* _Problem details_
Scan the lines below for the word "degrees". Copy each line you find it in.

-------

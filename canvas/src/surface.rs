//! The render-surface boundary.
//!
//! Screens never talk to a concrete canvas. They draw through [`Surface`],
//! which the browser adapter ([`crate::render::WebSurface`]) and the
//! recording [`DisplayList`] both implement. Fallibility is the surface's
//! business: each implementation picks its own error type.

#[cfg(test)]
#[path = "surface_test.rs"]
mod surface_test;

use std::convert::Infallible;

use serde::{Deserialize, Serialize};

use crate::consts::GLYPH_ADVANCE_RATIO;
use crate::geom::{Point, Rect, Size};
use crate::path::VectorPath;

/// Straight (non-premultiplied) RGBA color.
#[derive(Debug, Clone, Copy, PartialEq, Eq, Serialize, Deserialize)]
pub struct Color {
    pub r: u8,
    pub g: u8,
    pub b: u8,
    pub a: u8,
}

impl Color {
    pub const BLACK: Self = Self::rgb(0, 0, 0);
    pub const WHITE: Self = Self::rgb(255, 255, 255);
    pub const GRAY: Self = Self::rgb(0x88, 0x88, 0x88);
    pub const LIGHT_GRAY: Self = Self::rgb(0xCC, 0xCC, 0xCC);
    pub const RED: Self = Self::rgb(255, 0, 0);
    pub const GREEN: Self = Self::rgb(0, 255, 0);
    pub const BLUE: Self = Self::rgb(0, 0, 255);
    pub const MAGENTA: Self = Self::rgb(255, 0, 255);

    #[must_use]
    pub const fn rgb(r: u8, g: u8, b: u8) -> Self {
        Self { r, g, b, a: 255 }
    }

    #[must_use]
    pub const fn rgba(r: u8, g: u8, b: u8, a: u8) -> Self {
        Self { r, g, b, a }
    }

    /// Parse `0xAARRGGBB`.
    #[must_use]
    pub const fn from_argb(argb: u32) -> Self {
        Self { a: (argb >> 24) as u8, r: (argb >> 16) as u8, g: (argb >> 8) as u8, b: argb as u8 }
    }

    /// The same color with its alpha multiplied by `alpha` in [0,1].
    #[must_use]
    pub fn with_alpha(self, alpha: f64) -> Self {
        let a = (f64::from(self.a) * alpha.clamp(0.0, 1.0)).round();
        Self { a: a as u8, ..self }
    }

    /// CSS `rgba(...)` string.
    #[must_use]
    pub fn to_css(self) -> String {
        format!("rgba({}, {}, {}, {:.3})", self.r, self.g, self.b, f64::from(self.a) / 255.0)
    }
}

/// Line end shape.
#[derive(Debug, Clone, Copy, PartialEq, Eq, Default, Serialize, Deserialize)]
#[serde(rename_all = "snake_case")]
pub enum StrokeCap {
    #[default]
    Butt,
    Round,
    Square,
}

impl StrokeCap {
    #[must_use]
    pub fn as_css(self) -> &'static str {
        match self {
            Self::Butt => "butt",
            Self::Round => "round",
            Self::Square => "square",
        }
    }
}

/// What fills a shape.
#[derive(Debug, Clone, PartialEq, Serialize, Deserialize)]
#[serde(tag = "kind", rename_all = "snake_case")]
pub enum Brush {
    Solid(Color),
    /// Colors spread evenly from `center` (first stop) to `radius` (last stop).
    RadialGradient { center: Point, radius: f64, colors: Vec<Color> },
}

/// Fill or stroke.
#[derive(Debug, Clone, Copy, PartialEq, Serialize, Deserialize)]
#[serde(tag = "kind", rename_all = "snake_case")]
pub enum PaintStyle {
    Fill,
    Stroke { width: f64, cap: StrokeCap },
}

/// How to paint a shape.
#[derive(Debug, Clone, PartialEq, Serialize, Deserialize)]
pub struct Paint {
    pub brush: Brush,
    pub style: PaintStyle,
    /// Extra opacity multiplied over the brush, in [0,1].
    pub alpha: f64,
}

impl Paint {
    #[must_use]
    pub fn fill(color: Color) -> Self {
        Self { brush: Brush::Solid(color), style: PaintStyle::Fill, alpha: 1.0 }
    }

    #[must_use]
    pub fn stroke(color: Color, width: f64) -> Self {
        Self { brush: Brush::Solid(color), style: PaintStyle::Stroke { width, cap: StrokeCap::Butt }, alpha: 1.0 }
    }

    #[must_use]
    pub fn with_cap(mut self, cap: StrokeCap) -> Self {
        if let PaintStyle::Stroke { width, .. } = self.style {
            self.style = PaintStyle::Stroke { width, cap };
        }
        self
    }

    #[must_use]
    pub fn with_alpha(mut self, alpha: f64) -> Self {
        self.alpha = alpha.clamp(0.0, 1.0);
        self
    }

    #[must_use]
    pub fn with_brush(mut self, brush: Brush) -> Self {
        self.brush = brush;
        self
    }
}

/// Horizontal text anchor relative to the draw point.
#[derive(Debug, Clone, Copy, PartialEq, Eq, Default, Serialize, Deserialize)]
#[serde(rename_all = "snake_case")]
pub enum TextAlign {
    Left,
    #[default]
    Center,
    Right,
}

impl TextAlign {
    #[must_use]
    pub fn as_css(self) -> &'static str {
        match self {
            Self::Left => "left",
            Self::Center => "center",
            Self::Right => "right",
        }
    }
}

/// Font size, color and anchor. The draw point is on the baseline.
#[derive(Debug, Clone, Copy, PartialEq, Serialize, Deserialize)]
pub struct TextStyle {
    pub size: f64,
    pub color: Color,
    pub align: TextAlign,
    pub bold: bool,
}

impl TextStyle {
    #[must_use]
    pub fn new(size: f64, color: Color) -> Self {
        Self { size, color, align: TextAlign::Center, bold: false }
    }

    #[must_use]
    pub fn bold(mut self) -> Self {
        self.bold = true;
        self
    }

    #[must_use]
    pub fn with_align(mut self, align: TextAlign) -> Self {
        self.align = align;
        self
    }
}

/// A 2D drawing target of known pixel size.
///
/// Transform and clip calls apply to everything drawn until the matching
/// [`Surface::restore`].
pub trait Surface {
    type Error;

    fn size(&self) -> Size;

    fn save(&mut self);
    fn restore(&mut self);

    fn translate(&mut self, dx: f64, dy: f64) -> Result<(), Self::Error>;
    /// Rotate by `degrees` (clockwise on screen) around `pivot`.
    fn rotate(&mut self, degrees: f64, pivot: Point) -> Result<(), Self::Error>;
    /// Uniform scale around `pivot`.
    fn scale(&mut self, factor: f64, pivot: Point) -> Result<(), Self::Error>;
    fn clip_path(&mut self, path: &VectorPath) -> Result<(), Self::Error>;

    fn draw_line(&mut self, from: Point, to: Point, paint: &Paint) -> Result<(), Self::Error>;
    fn draw_path(&mut self, path: &VectorPath, paint: &Paint) -> Result<(), Self::Error>;
    fn draw_circle(&mut self, center: Point, radius: f64, paint: &Paint) -> Result<(), Self::Error>;
    fn draw_rect(&mut self, rect: Rect, paint: &Paint) -> Result<(), Self::Error>;
    fn draw_text(&mut self, text: &str, at: Point, style: &TextStyle) -> Result<(), Self::Error>;

    /// Rendered width and cap height of `text`.
    fn measure_text(&mut self, text: &str, style: &TextStyle) -> Result<Size, Self::Error>;
}

/// One recorded drawing call.
#[derive(Debug, Clone, PartialEq, Serialize, Deserialize)]
#[serde(tag = "cmd", rename_all = "snake_case")]
pub enum DrawCommand {
    Save,
    Restore,
    Translate { dx: f64, dy: f64 },
    Rotate { degrees: f64, pivot: Point },
    Scale { factor: f64, pivot: Point },
    Clip { path: VectorPath },
    Line { from: Point, to: Point, paint: Paint },
    Path { path: VectorPath, paint: Paint },
    Circle { center: Point, radius: f64, paint: Paint },
    Rect { rect: Rect, paint: Paint },
    Text { text: String, at: Point, style: TextStyle },
}

/// A surface that records commands instead of rasterizing them.
///
/// Text is measured with a fixed average glyph advance, which is what the
/// headless host and tests need: stable, platform-independent layout.
#[derive(Debug, Clone, Default, PartialEq, Serialize, Deserialize)]
pub struct DisplayList {
    pub size: Size,
    pub commands: Vec<DrawCommand>,
}

impl DisplayList {
    #[must_use]
    pub fn new(size: Size) -> Self {
        Self { size, commands: Vec::new() }
    }

    pub fn clear(&mut self) {
        self.commands.clear();
    }

    #[must_use]
    pub fn len(&self) -> usize {
        self.commands.len()
    }

    #[must_use]
    pub fn is_empty(&self) -> bool {
        self.commands.is_empty()
    }

    /// Texts drawn, in order.
    #[must_use]
    pub fn texts(&self) -> Vec<&str> {
        self.commands
            .iter()
            .filter_map(|c| match c {
                DrawCommand::Text { text, .. } => Some(text.as_str()),
                _ => None,
            })
            .collect()
    }

    /// Number of recorded commands for which `pred` holds.
    pub fn count(&self, pred: impl Fn(&DrawCommand) -> bool) -> usize {
        self.commands.iter().filter(|c| pred(c)).count()
    }

    fn record(&mut self, command: DrawCommand) -> Result<(), Infallible> {
        self.commands.push(command);
        Ok(())
    }
}

impl Surface for DisplayList {
    type Error = Infallible;

    fn size(&self) -> Size {
        self.size
    }

    fn save(&mut self) {
        self.commands.push(DrawCommand::Save);
    }

    fn restore(&mut self) {
        self.commands.push(DrawCommand::Restore);
    }

    fn translate(&mut self, dx: f64, dy: f64) -> Result<(), Infallible> {
        self.record(DrawCommand::Translate { dx, dy })
    }

    fn rotate(&mut self, degrees: f64, pivot: Point) -> Result<(), Infallible> {
        self.record(DrawCommand::Rotate { degrees, pivot })
    }

    fn scale(&mut self, factor: f64, pivot: Point) -> Result<(), Infallible> {
        self.record(DrawCommand::Scale { factor, pivot })
    }

    fn clip_path(&mut self, path: &VectorPath) -> Result<(), Infallible> {
        self.record(DrawCommand::Clip { path: path.clone() })
    }

    fn draw_line(&mut self, from: Point, to: Point, paint: &Paint) -> Result<(), Infallible> {
        self.record(DrawCommand::Line { from, to, paint: paint.clone() })
    }

    fn draw_path(&mut self, path: &VectorPath, paint: &Paint) -> Result<(), Infallible> {
        self.record(DrawCommand::Path { path: path.clone(), paint: paint.clone() })
    }

    fn draw_circle(&mut self, center: Point, radius: f64, paint: &Paint) -> Result<(), Infallible> {
        self.record(DrawCommand::Circle { center, radius, paint: paint.clone() })
    }

    fn draw_rect(&mut self, rect: Rect, paint: &Paint) -> Result<(), Infallible> {
        self.record(DrawCommand::Rect { rect, paint: paint.clone() })
    }

    fn draw_text(&mut self, text: &str, at: Point, style: &TextStyle) -> Result<(), Infallible> {
        self.record(DrawCommand::Text { text: text.to_owned(), at, style: *style })
    }

    fn measure_text(&mut self, text: &str, style: &TextStyle) -> Result<Size, Infallible> {
        let glyphs = text.chars().count() as f64;
        Ok(Size::new(glyphs * style.size * GLYPH_ADVANCE_RATIO, style.size * 0.7))
    }
}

-------

* _Problem solution_
    /// Rotate by `degrees` (clockwise on screen) around `pivot`.
    fn rotate(&mut self, degrees: f64, pivot: Point) -> Result<(), Self::Error>;
    Rotate { degrees: f64, pivot: Point },
    fn rotate(&mut self, degrees: f64, pivot: Point) -> Result<(), Infallible> {
        self.record(DrawCommand::Rotate { degrees, pivot })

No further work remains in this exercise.